Quite obviously, this is a poet interested in and capable of controlling her form. And it is in that – the impulse to control and the effort to contain – that I find the true project of this book.

Consider, for instance, the several mentions of the now-banned drug DES which the author’s mother was prescribed.  Is it the cause of the young man’s differentness? Or is it the nuchal cord as is, at other points, suggested?  My suspicion is that Ms. Foust well knows that the cause of Asperger’s remains a mystery.  But if blame can be laid, if names named, then, then at last one can begin to take control of random and chaotic fate.

Notice too, the address of these poems: three are to doctors of various stripes at whom she opens fire with both barrels; one to young man similar in some ways to her son; six directly to that son; two more to the author herself; and fully fifteen to the reader. Not addressed is the father, the siblings, or the mother who ingested that DES. 

Does this mother have a profession?  We know, from the book’s jacket, of the afore mentioned law degree, but does she practice? Perhaps she withdrew to champion this child. Only quite near the end, in the poem she has called HOPE, does Foust glancingly include friends, pets, or extended family. Rather the universe of the conversation is enclosed, carefully orchestrated by our lawyer-author to plead her case.

With DARK CARD Foust presents her opening argument:

  • I’ve figured out that difference pays freight
  • when linked with intelligence; genius trumps odd

She then proceeds through an eminently logical sequence: birth; early childhood; adolescence; an opening out to the greater world through allusion and invocation much like a calling of witnesses; and finally, a return for summation with THE PERIPHERAL BECOMES CRUCIAL, which concludes with four repetitions of the word “curse” that

    unravels with his years, unwinds, unfolds,

    lets loop out in vast uncoiling spirals

Where would this collection have taken the reader if it had, instead, begun with the dramatic desperation of the directively-titled, UNREACHABLE CHILD? Alternatively, what would have happened if it had opened on the sympathy-inducing, PERFECT TARGET?  Opening with the less tidy portrayal of her son in UNDERNEATH:

     His face is blank as a kettle pond

    dawn, but he feels everything

would have privileged her son as opposed to the opening lines from DARK CARD

  • When they look at my son like that

which privileges everyone else.

While the choice of THE PERIPHERAL BECOMES CRUCIAL with its pointers towards an unknowable future is, in fact, a superb choice to end this collection, it is an obvious one. Choosing say, BEGIN AGAIN, in which the poet, writing to herself, attempts, but ultimately fails, to reassure, would be equally conclusive, but darker, more problematic, less, well …likeable.

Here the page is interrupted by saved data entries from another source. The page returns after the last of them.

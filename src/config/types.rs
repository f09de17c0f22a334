//! Configuration types for the batch pipeline.
//!
//! This module contains the strongly-typed configuration structures that
//! are deserialized from `pipeline.yaml`, and the resolved
//! [`PipelineConfig`] the orchestrator runs with.

use serde::{Deserialize, Serialize};

/// Identifies a pipeline stage.
#[derive(Debug, Clone, Copy, PartialEq, Eq, Hash, Serialize, Deserialize)]
#[serde(rename_all = "snake_case")]
pub enum StageKind {
    /// Participant eligibility evaluation.
    Eligibility,
    /// Contribution calculation.
    Calculation,
    /// Deduction registration.
    Deduction,
    /// HR directory synchronization.
    Sync,
}

impl StageKind {
    /// Lower-case stage name used in logs and summaries.
    pub fn name(&self) -> &'static str {
        match self {
            StageKind::Eligibility => "eligibility",
            StageKind::Calculation => "calculation",
            StageKind::Deduction => "deduction",
            StageKind::Sync => "sync",
        }
    }
}

impl std::fmt::Display for StageKind {
    fn fmt(&self, f: &mut std::fmt::Formatter<'_>) -> std::fmt::Result {
        f.write_str(self.name())
    }
}

/// Chunking and fault limits of one stage.
#[derive(Debug, Clone, Copy, PartialEq, Eq, Serialize, Deserialize)]
pub struct StageConfig {
    /// Items per commit.
    pub chunk_size: usize,
    /// Total attempts per item or chunk write, including the first.
    pub retry_limit: u32,
    /// Terminally failing items tolerated before the stage fails.
    pub skip_limit: u32,
    /// Pause between attempts, in milliseconds.
    pub retry_backoff_ms: u64,
}

impl StageConfig {
    /// Default limits of a stage.
    ///
    /// | Stage | chunk | retry | skip |
    /// |---|---|---|---|
    /// | eligibility | 10 | 3 | 3 |
    /// | calculation | 5 | 2 | 2 |
    /// | deduction | 5 | 3 | 1 |
    /// | sync | 50 | 3 | 1000 |
    pub fn default_for(stage: StageKind) -> Self {
        let (chunk_size, retry_limit, skip_limit) = match stage {
            StageKind::Eligibility => (10, 3, 3),
            StageKind::Calculation => (5, 2, 2),
            StageKind::Deduction => (5, 3, 1),
            StageKind::Sync => (50, 3, 1000),
        };
        Self {
            chunk_size,
            retry_limit,
            skip_limit,
            retry_backoff_ms: 0,
        }
    }

    fn apply(mut self, overrides: &StageOverrides) -> Self {
        if let Some(chunk_size) = overrides.chunk_size {
            self.chunk_size = chunk_size;
        }
        if let Some(retry_limit) = overrides.retry_limit {
            self.retry_limit = retry_limit;
        }
        if let Some(skip_limit) = overrides.skip_limit {
            self.skip_limit = skip_limit;
        }
        if let Some(backoff) = overrides.retry_backoff_ms {
            self.retry_backoff_ms = backoff;
        }
        self
    }
}

/// Resolved pipeline configuration.
///
/// # Example
///
/// ```
/// use contribution_engine::config::{PipelineConfig, StageKind};
///
/// let config = PipelineConfig::default();
/// assert_eq!(config.stage(StageKind::Eligibility).chunk_size, 10);
/// assert_eq!(config.stage(StageKind::Sync).skip_limit, 1000);
/// assert_eq!(config.prefetch_batch_size, 100);
/// ```
#[derive(Debug, Clone, PartialEq, Eq, Serialize, Deserialize)]
pub struct PipelineConfig {
    /// Eligibility stage limits.
    pub eligibility: StageConfig,
    /// Calculation stage limits.
    pub calculation: StageConfig,
    /// Deduction stage limits.
    pub deduction: StageConfig,
    /// Sync stage limits.
    pub sync: StageConfig,
    /// Ids per batched directory lookup.
    pub prefetch_batch_size: usize,
    /// Items processed concurrently within a chunk.
    pub worker_concurrency: usize,
    /// Capacity of the reader-to-stage channel.
    pub channel_capacity: usize,
    /// Failure causes kept per stage for summaries.
    pub max_reported_failures: usize,
}

impl Default for PipelineConfig {
    fn default() -> Self {
        Self {
            eligibility: StageConfig::default_for(StageKind::Eligibility),
            calculation: StageConfig::default_for(StageKind::Calculation),
            deduction: StageConfig::default_for(StageKind::Deduction),
            sync: StageConfig::default_for(StageKind::Sync),
            prefetch_batch_size: 100,
            worker_concurrency: 4,
            channel_capacity: 64,
            max_reported_failures: 10,
        }
    }
}

impl PipelineConfig {
    /// Limits of `stage`.
    pub fn stage(&self, stage: StageKind) -> &StageConfig {
        match stage {
            StageKind::Eligibility => &self.eligibility,
            StageKind::Calculation => &self.calculation,
            StageKind::Deduction => &self.deduction,
            StageKind::Sync => &self.sync,
        }
    }

    /// Mutable limits of `stage`.
    pub fn stage_mut(&mut self, stage: StageKind) -> &mut StageConfig {
        match stage {
            StageKind::Eligibility => &mut self.eligibility,
            StageKind::Calculation => &mut self.calculation,
            StageKind::Deduction => &mut self.deduction,
            StageKind::Sync => &mut self.sync,
        }
    }

    /// Checks every value is usable, returning the first problem found.
    pub fn validate(&self) -> Result<(), String> {
        for stage in [
            StageKind::Eligibility,
            StageKind::Calculation,
            StageKind::Deduction,
            StageKind::Sync,
        ] {
            let limits = self.stage(stage);
            if limits.chunk_size == 0 {
                return Err(format!("{stage}.chunk_size must be at least 1"));
            }
            if limits.retry_limit == 0 {
                return Err(format!("{stage}.retry_limit must be at least 1"));
            }
        }
        if self.prefetch_batch_size == 0 {
            return Err("prefetch_batch_size must be at least 1".to_string());
        }
        if self.worker_concurrency == 0 {
            return Err("worker_concurrency must be at least 1".to_string());
        }
        if self.channel_capacity == 0 {
            return Err("channel_capacity must be at least 1".to_string());
        }
        Ok(())
    }
}

/// Per-stage overrides as written in `pipeline.yaml`.
#[derive(Debug, Clone, Default, Deserialize)]
#[serde(deny_unknown_fields)]
pub struct StageOverrides {
    /// Items per commit.
    pub chunk_size: Option<usize>,
    /// Total attempts.
    pub retry_limit: Option<u32>,
    /// Skip budget.
    pub skip_limit: Option<u32>,
    /// Backoff between attempts.
    pub retry_backoff_ms: Option<u64>,
}

/// `pipeline.yaml` file structure; every field is optional.
#[derive(Debug, Clone, Default, Deserialize)]
#[serde(deny_unknown_fields)]
pub struct PipelineFile {
    /// Eligibility overrides.
    #[serde(default)]
    pub eligibility: StageOverrides,
    /// Calculation overrides.
    #[serde(default)]
    pub calculation: StageOverrides,
    /// Deduction overrides.
    #[serde(default)]
    pub deduction: StageOverrides,
    /// Sync overrides.
    #[serde(default)]
    pub sync: StageOverrides,
    /// Ids per batched directory lookup.
    pub prefetch_batch_size: Option<usize>,
    /// Items processed concurrently within a chunk.
    pub worker_concurrency: Option<usize>,
    /// Reader channel capacity.
    pub channel_capacity: Option<usize>,
    /// Failure causes kept per stage.
    pub max_reported_failures: Option<usize>,
}

impl PipelineFile {
    /// Applies the file's overrides on top of the defaults.
    pub fn resolve(&self) -> PipelineConfig {
        let defaults = PipelineConfig::default();
        PipelineConfig {
            eligibility: defaults.eligibility.apply(&self.eligibility),
            calculation: defaults.calculation.apply(&self.calculation),
            deduction: defaults.deduction.apply(&self.deduction),
            sync: defaults.sync.apply(&self.sync),
            prefetch_batch_size: self
                .prefetch_batch_size
                .unwrap_or(defaults.prefetch_batch_size),
            worker_concurrency: self
                .worker_concurrency
                .unwrap_or(defaults.worker_concurrency),
            channel_capacity: self.channel_capacity.unwrap_or(defaults.channel_capacity),
            max_reported_failures: self
                .max_reported_failures
                .unwrap_or(defaults.max_reported_failures),
        }
    }
}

Why is important to be likeable? Why necessary to make a case, or search for cause? Why finally, is it necessary to privilege everyone else? I propose that it is a response to charges, both subtle and overt, that are, unintentionally or otherwise, leveled against mothers of people with disabilities. Charges, Foust tells us, brought by shopkeepers and shrinks, by school principles and class bullies, by family history and recurring dreams. Charges brought, again and again, against women for creating a problem that won’t go away.

And so, in defense, DARK CARD: evidence of one mother’s compulsion – her perfectly normal and healthy compulsion – to regain control. To create a cocoon around this child and herself that father, grandparent, and siblings cannot violate or complicate.  To protect.  To wrest back the control taken away by teachers, by doctors, and – let it be said – by the child himself.  A container to say so out loud, fiercely, and in so doing, at last, exonerate herself.